* _THE RECORDS_:
//! Reload, conflicts, damaged stores, and batch boundaries.

use crate::harness::{Assertion, Node, Scenario};
use privmap_core::store::MemoryGraph;
use privmap_core::{AbusableRight, EdgeKind, NodeKind, ProcessReport, Store};

fn small_host(scenario: Scenario) -> Scenario {
    scenario
        .stage_dir("c:/tools")
        .stage_exe("c:/tools/a.exe")
        .stage_exe("c:/tools/b.exe")
        .stage_principal("alice")
}

#[test]
fn test_reprocess_is_idempotent() {
    small_host(Scenario::new("Reprocess creates nothing new"))
        .process()
        .assert_created(4)
        .assert_conflicts(0)
        .process()
        .assert_no_failures()
        .assert_created(0)
        .assert_conflicts(4)
        .assert_nodes(4)
        .assert_edge_count(EdgeKind::Contains, 2)
        .run()
        .unwrap();
}

#[test]
fn test_only_abusable_rights_become_edges() {
    Scenario::new("READ is observed, GENERIC_ALL is an edge")
        .stage_exe("c:/tools/a.exe")
        .stage_exe("c:/tools/b.exe")
        .stage_ace("bob", "READ", NodeKind::Exe, "c:/tools/a.exe")
        .stage_ace("bob", "generic_all", NodeKind::Exe, "c:/tools/b.exe")
        .process()
        .assert_no_failures()
        .assert_no_edge(Node::principal("bob"), Node::path("c:/tools/a.exe"))
        .assert_edge(
            Node::principal("bob"),
            EdgeKind::Acl(AbusableRight::GenericAll),
            Node::path("c:/tools/b.exe"),
        )
        .assert_edge_count(EdgeKind::Acl(AbusableRight::GenericAll), 1)
        .run()
        .unwrap();
}

#[test]
fn test_damaged_store_lines_are_skipped() {
    small_host(Scenario::new("Malformed line and torn tail are skipped"))
        .finish_staging()
        .append_raw(Store::Exes, b"not-a-hex-id,x,y,z,,,,\n")
        .append_raw(Store::Exes, b"deadbeef,partial")
        .process()
        .assert_malformed(1)
        .assert_label_count("Exe", 2)
        .assert_created(4)
        .run()
        .unwrap();
}

#[test]
fn test_batch_size_one_loads_everything() {
    small_host(Scenario::new("One record per batch"))
        .stage_member("alice", "tools-admins")
        .process_with_batch(1)
        .assert_no_failures()
        .assert_created(5)
        .assert_edge_count(EdgeKind::MemberOf, 1)
        .assert(Assertion::Custom(Box::new(|graph: &MemoryGraph, report: Option<&ProcessReport>| {
            let report = report.ok_or_else(|| anyhow::anyhow!("no report"))?;
            let exes = &report.load.kinds[&NodeKind::Exe];
            anyhow::ensure!(exes.batches == 2, "expected 2 exe batches, got {}", exes.batches);
            anyhow::ensure!(graph.constraint_count() > 0, "schema not declared");
            Ok(())
        })))
        .run()
        .unwrap();
}

#[test]
fn test_drop_then_reprocess_recreates() {
    small_host(Scenario::new("Drop clears graph before load"))
        .process()
        .process_dropping()
        .assert_no_failures()
        .assert_created(4)
        .assert_conflicts(0)
        .assert_nodes(4)
        .run()
        .unwrap();
}
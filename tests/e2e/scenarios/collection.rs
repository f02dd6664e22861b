//! Collecting a host tree and inventory, then loading the result.

use crate::harness::{Node, Scenario};
use privmap_core::collect::{GroupEntry, JsonInventory, ServiceEntry};
use privmap_core::{AbusableRight, EdgeKind};

fn inventory() -> JsonInventory {
    JsonInventory {
        services: vec![ServiceEntry {
            name: "Updater".to_string(),
            command_line: "{host}/tools/a.exe -k run".to_string(),
            start_name: String::new(),
        }],
        groups: vec![GroupEntry {
            name: "tools-admins".to_string(),
            members: vec!["alice".to_string()],
        }],
        ..JsonInventory::default()
    }
}

fn host_tree(scenario: Scenario) -> Scenario {
    scenario
        .host_file("tools/a.exe", b"import kernel32.dll!CreateFileW\n")
        .host_file("tools/readme.txt", b"not an image")
        .host_file("tools/lib/b.dll", b"forward ntdll.dll!RtlAllocateHeap\n")
}

#[test]
fn test_collected_tree_loads_with_relationships() {
    host_tree(Scenario::new("Collected tree loads"))
        .collect(inventory())
        .process()
        .assert_no_failures()
        .assert_malformed(0)
        .assert_label_count("Exe", 1)
        .assert_label_count("Dll", 1)
        .assert_label_count("Runner", 1)
        .assert_label_count("Dep", 2)
        .assert_edge(Node::host("tools"), EdgeKind::Contains, Node::host("tools/a.exe"))
        .assert_edge(Node::host("tools"), EdgeKind::Contains, Node::host("tools/lib"))
        .assert_edge(Node::principal("SYSTEM"), EdgeKind::Owns, Node::host("tools/a.exe"))
        .assert_edge(
            Node::principal(r"BUILTIN\Users"),
            EdgeKind::Acl(AbusableRight::GenericWrite),
            Node::host("tools/a.exe"),
        )
        .assert_edge(
            Node::dep("kernel32.dll!createfilew"),
            EdgeKind::ImportedBy,
            Node::host("tools/a.exe"),
        )
        .assert_edge(
            Node::host("tools/lib/b.dll"),
            EdgeKind::Forwards,
            Node::dep("ntdll.dll!rtlallocateheap"),
        )
        .assert_edge(
            Node::host("tools/a.exe"),
            EdgeKind::ExecutedBy,
            Node::runner("service:updater"),
        )
        .assert_edge(Node::host("tools"), EdgeKind::Hosts, Node::runner("service:updater"))
        .assert_edge(
            Node::runner("service:updater"),
            EdgeKind::RunsAs,
            Node::principal("SYSTEM"),
        )
        .assert_edge(
            Node::principal("alice"),
            EdgeKind::MemberOf,
            Node::principal("tools-admins"),
        )
        .run()
        .unwrap();
}

#[test]
fn test_recollect_and_reload_is_stable() {
    host_tree(Scenario::new("Second collection reloads without new nodes"))
        .collect(inventory())
        .process()
        .collect(inventory())
        .process()
        .assert_no_failures()
        .assert_created(0)
        .assert_edge_count(EdgeKind::Forwards, 1)
        .assert_edge_count(EdgeKind::ExecutedBy, 1)
        .run()
        .unwrap();
}
//! Graph store access: statements, transactions, and the clients that run them.
//!
//! Loaders build [`Statement`] values and run them inside a
//! [`WriteTransaction`]; they never see query text. [`BoltGraph`] renders
//! statements to Cypher for a Neo4j-compatible server, [`MemoryGraph`]
//! interprets them directly.

mod bolt;
mod cypher;
mod memory;

pub use bolt::{BoltConfig, BoltGraph};
pub use cypher::{render, BatchOutcome, CypherQuery};
pub use memory::{MemoryGraph, NodeView};

use crate::content_id::ContentId;
use crate::error::StoreError;
use crate::record::NodeSpec;
use crate::types::{EdgeKind, NodeKind};

/// A labeled property used as one side of a join.
#[derive(Debug, Clone, Copy, PartialEq, Eq)]
pub struct Endpoint {
    /// Node label to match.
    pub label: &'static str,
    /// Property compared across the join.
    pub property: &'static str,
}

impl Endpoint {
    /// Shorthand constructor.
    pub const fn new(label: &'static str, property: &'static str) -> Self {
        Self { label, property }
    }
}

/// Connect every `from` node to every `to` node whose join properties are equal.
#[derive(Debug, Clone, PartialEq, Eq)]
pub struct JoinSpec {
    /// Relationship type to merge.
    pub edge: EdgeKind,
    /// Edge source side.
    pub from: Endpoint,
    /// Edge target side.
    pub to: Endpoint,
    /// Server-side batch size.
    pub chunk: usize,
}

/// Connect explicit (from nid, to nid) pairs.
#[derive(Debug, Clone, PartialEq, Eq)]
pub struct LinkSpec {
    /// Relationship type to merge.
    pub edge: EdgeKind,
    /// Label of the source nodes.
    pub from_label: &'static str,
    /// Label of the target nodes.
    pub to_label: &'static str,
    /// Endpoint pairs.
    pub pairs: Vec<(ContentId, ContentId)>,
}

/// Every mutation the pipeline issues.
#[derive(Debug, Clone, PartialEq, Eq)]
pub enum Statement {
    /// Uniqueness constraint on `label.property`.
    UniqueConstraint {
        /// Constrained label.
        label: &'static str,
        /// Constrained property.
        property: &'static str,
    },
    /// Secondary index on `label.property`.
    Index {
        /// Indexed label.
        label: &'static str,
        /// Indexed property.
        property: &'static str,
    },
    /// Create one node per row; fails as a whole on any uniqueness violation.
    CreateNodes {
        /// Kind (and therefore labels) of every row.
        kind: NodeKind,
        /// Nodes to create.
        rows: Vec<NodeSpec>,
    },
    /// Property join, merged edges.
    Join(JoinSpec),
    /// Explicit pairs, merged edges.
    Link(LinkSpec),
    /// Delete every node and relationship, in chunks.
    DeleteAll {
        /// Nodes per server-side batch.
        chunk: usize,
    },
    /// Drop every constraint and index.
    DropSchema,
}

impl Statement {
    /// Short description for logs.
    pub fn describe(&self) -> String {
        match self {
            Statement::UniqueConstraint { label, property } => {
                format!("unique {}.{}", label, property)
            }
            Statement::Index { label, property } => format!("index {}.{}", label, property),
            Statement::CreateNodes { kind, rows } => format!("create {} {}", rows.len(), kind),
            Statement::Join(join) => format!(
                "join {}.{} -[{}]-> {}.{}",
                join.from.label, join.from.property, join.edge, join.to.label, join.to.property
            ),
            Statement::Link(link) => format!(
                "link {} {} -[{}]-> {}",
                link.pairs.len(),
                link.from_label,
                link.edge,
                link.to_label
            ),
            Statement::DeleteAll { .. } => "delete all".to_string(),
            Statement::DropSchema => "drop schema".to_string(),
        }
    }
}

/// Counters reported by a client for one statement.
///
/// Clients that cannot observe counters report zeros.
#[derive(Debug, Clone, Copy, Default, PartialEq, Eq)]
pub struct RunSummary {
    /// Nodes created.
    pub nodes_created: u64,
    /// Relationships created.
    pub relationships_created: u64,
}

/// An open write transaction.
pub trait WriteTransaction {
    /// Runs one statement.
    fn run(&mut self, statement: &Statement) -> Result<RunSummary, StoreError>;

    /// Makes every statement run so far durable.
    fn commit(self: Box<Self>) -> Result<(), StoreError>;

    /// Discards every statement run so far.
    fn rollback(self: Box<Self>) -> Result<(), StoreError>;
}

/// A transactional graph endpoint.
pub trait GraphClient: Send + Sync {
    /// Opens a write transaction.
    fn begin(&self) -> Result<Box<dyn WriteTransaction + '_>, StoreError>;

    /// Where this client points, for logs.
    fn describe(&self) -> String;
}

/// Runs `statement` in its own transaction, rolling back on failure.
pub fn execute(client: &dyn GraphClient, statement: &Statement) -> Result<RunSummary, StoreError> {
    let mut txn = client.begin()?;
    match txn.run(statement) {
        Ok(summary) => {
            txn.commit()?;
            Ok(summary)
        }
        Err(e) => {
            if let Err(rollback) = txn.rollback() {
                tracing::debug!(error = %rollback, "rollback after failed statement also failed");
            }
            Err(e)
        }
    }
}
//! Configuration file (`privmap.toml`).

use crate::collect::CollectOptions;
use crate::content_id::{Identifier, DEFAULT_HASH_KEY};
use crate::error::{PrivmapError, Result};
use crate::load::{LoadOptions, DEFAULT_BATCH_SIZE};
use crate::pipeline::ProcessOptions;
use crate::relate::{RelateOptions, DEFAULT_EDGE_CHUNK};
use crate::store::BoltConfig;
use serde::{Deserialize, Serialize};
use std::fs;
use std::path::{Path, PathBuf};

/// Default configuration file name.
pub const CONFIG_FILE: &str = "privmap.toml";

/// Every setting, each section defaulted.
#[derive(Debug, Clone, Serialize, Deserialize, Default, PartialEq, Eq)]
pub struct Config {
    /// Collection settings.
    #[serde(default)]
    pub collect: CollectConfig,

    /// Load and relationship settings.
    #[serde(default)]
    pub load: LoadConfig,

    /// Graph store connection.
    #[serde(default)]
    pub store: BoltConfig,

    /// Content addresser key.
    #[serde(default)]
    pub hash: HashConfig,
}

impl Config {
    /// Load configuration from a file; a missing file yields defaults.
    pub fn load(path: &Path) -> Result<Self> {
        if path.exists() {
            let content = fs::read_to_string(path)
                .map_err(|e| PrivmapError::ConfigError(format!("failed to read config: {}", e)))?;
            toml::from_str(&content)
                .map_err(|e| PrivmapError::ConfigError(format!("failed to parse config: {}", e)))
        } else {
            Ok(Config::default())
        }
    }

    /// Save configuration to a file as pretty TOML.
    pub fn save(&self, path: &Path) -> Result<()> {
        let content = toml::to_string_pretty(self)
            .map_err(|e| PrivmapError::ConfigError(format!("failed to serialize config: {}", e)))?;
        fs::write(path, content)
            .map_err(|e| PrivmapError::ConfigError(format!("failed to write config: {}", e)))?;
        Ok(())
    }

    /// Rejects values no run can work with.
    pub fn validate(&self) -> Result<()> {
        if self.collect.workers == 0 {
            return Err(PrivmapError::ConfigError("collect.workers must be at least 1".into()));
        }
        if self.load.batch_size == 0 {
            return Err(PrivmapError::ConfigError("load.batch_size must be at least 1".into()));
        }
        if self.load.edge_chunk_size == 0 {
            return Err(PrivmapError::ConfigError("load.edge_chunk_size must be at least 1".into()));
        }
        if self.load.max_in_flight == 0 {
            return Err(PrivmapError::ConfigError("load.max_in_flight must be at least 1".into()));
        }
        if !matches!(self.store.scheme.as_str(), "bolt" | "bolt+s" | "neo4j" | "neo4j+s") {
            return Err(PrivmapError::ConfigError(format!(
                "store.scheme '{}' is not one of bolt, bolt+s, neo4j, neo4j+s",
                self.store.scheme
            )));
        }
        self.identifier().map(|_| ())
    }

    /// Content addresser for the configured key.
    pub fn identifier(&self) -> Result<Identifier> {
        Identifier::from_hex_key(&self.hash.key)
    }

    /// Collector options from `[collect]`.
    pub fn collect_options(&self) -> CollectOptions {
        CollectOptions {
            roots: self.collect.roots.clone(),
            workers: self.collect.workers,
            exe_extensions: self.collect.exe_extensions.clone(),
            dll_extensions: self.collect.dll_extensions.clone(),
            follow_links: self.collect.follow_links,
        }
    }

    /// Process options from `[load]`.
    pub fn process_options(&self, drop_existing: bool) -> ProcessOptions {
        ProcessOptions {
            drop_existing,
            load: LoadOptions {
                batch_size: self.load.batch_size,
                max_in_flight: self.load.max_in_flight,
            },
            relate: RelateOptions {
                chunk: self.load.edge_chunk_size,
            },
        }
    }
}

/// `[collect]`
#[derive(Debug, Clone, Serialize, Deserialize, PartialEq, Eq)]
#[serde(default)]
pub struct CollectConfig {
    /// Directories to walk.
    pub roots: Vec<PathBuf>,
    /// Collector pool size (default: 8).
    pub workers: usize,
    /// Extensions staged as executables (default: `exe`).
    pub exe_extensions: Vec<String>,
    /// Extensions staged as libraries (default: `dll`).
    pub dll_extensions: Vec<String>,
    /// Follow symbolic links while walking (default: false).
    pub follow_links: bool,
    /// JSON inventory of tasks, services, groups, and processes.
    pub inventory: Option<PathBuf>,
}

impl Default for CollectConfig {
    fn default() -> Self {
        let options = CollectOptions::default();
        Self {
            roots: options.roots,
            workers: options.workers,
            exe_extensions: options.exe_extensions,
            dll_extensions: options.dll_extensions,
            follow_links: options.follow_links,
            inventory: None,
        }
    }
}

/// `[load]`
#[derive(Debug, Clone, Serialize, Deserialize, PartialEq, Eq)]
#[serde(default)]
pub struct LoadConfig {
    /// Rows per node-creation transaction (default: 2000).
    pub batch_size: usize,
    /// Server-side chunk for joins and pair links (default: 10000).
    pub edge_chunk_size: usize,
    /// Node kinds loading concurrently (default: 2).
    pub max_in_flight: usize,
}

impl Default for LoadConfig {
    fn default() -> Self {
        Self {
            batch_size: DEFAULT_BATCH_SIZE,
            edge_chunk_size: DEFAULT_EDGE_CHUNK,
            max_in_flight: LoadOptions::default().max_in_flight,
        }
    }
}

/// `[hash]`
#[derive(Debug, Clone, Serialize, Deserialize, PartialEq, Eq)]
#[serde(default)]
pub struct HashConfig {
    /// 64 hex characters shared by every host of a deployment.
    pub key: String,
}

impl Default for HashConfig {
    fn default() -> Self {
        Self {
            key: DEFAULT_HASH_KEY.to_string(),
        }
    }
}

* _WHAT YOU SHOULD DO_: From the entries, copy every line in which the string "RunSummary" can be found.

* _PROBLEM SOLUTION_:
pub struct RunSummary {
    fn run(&mut self, statement: &Statement) -> Result<RunSummary, StoreError>;
pub fn execute(client: &dyn GraphClient, statement: &Statement) -> Result<RunSummary, StoreError> {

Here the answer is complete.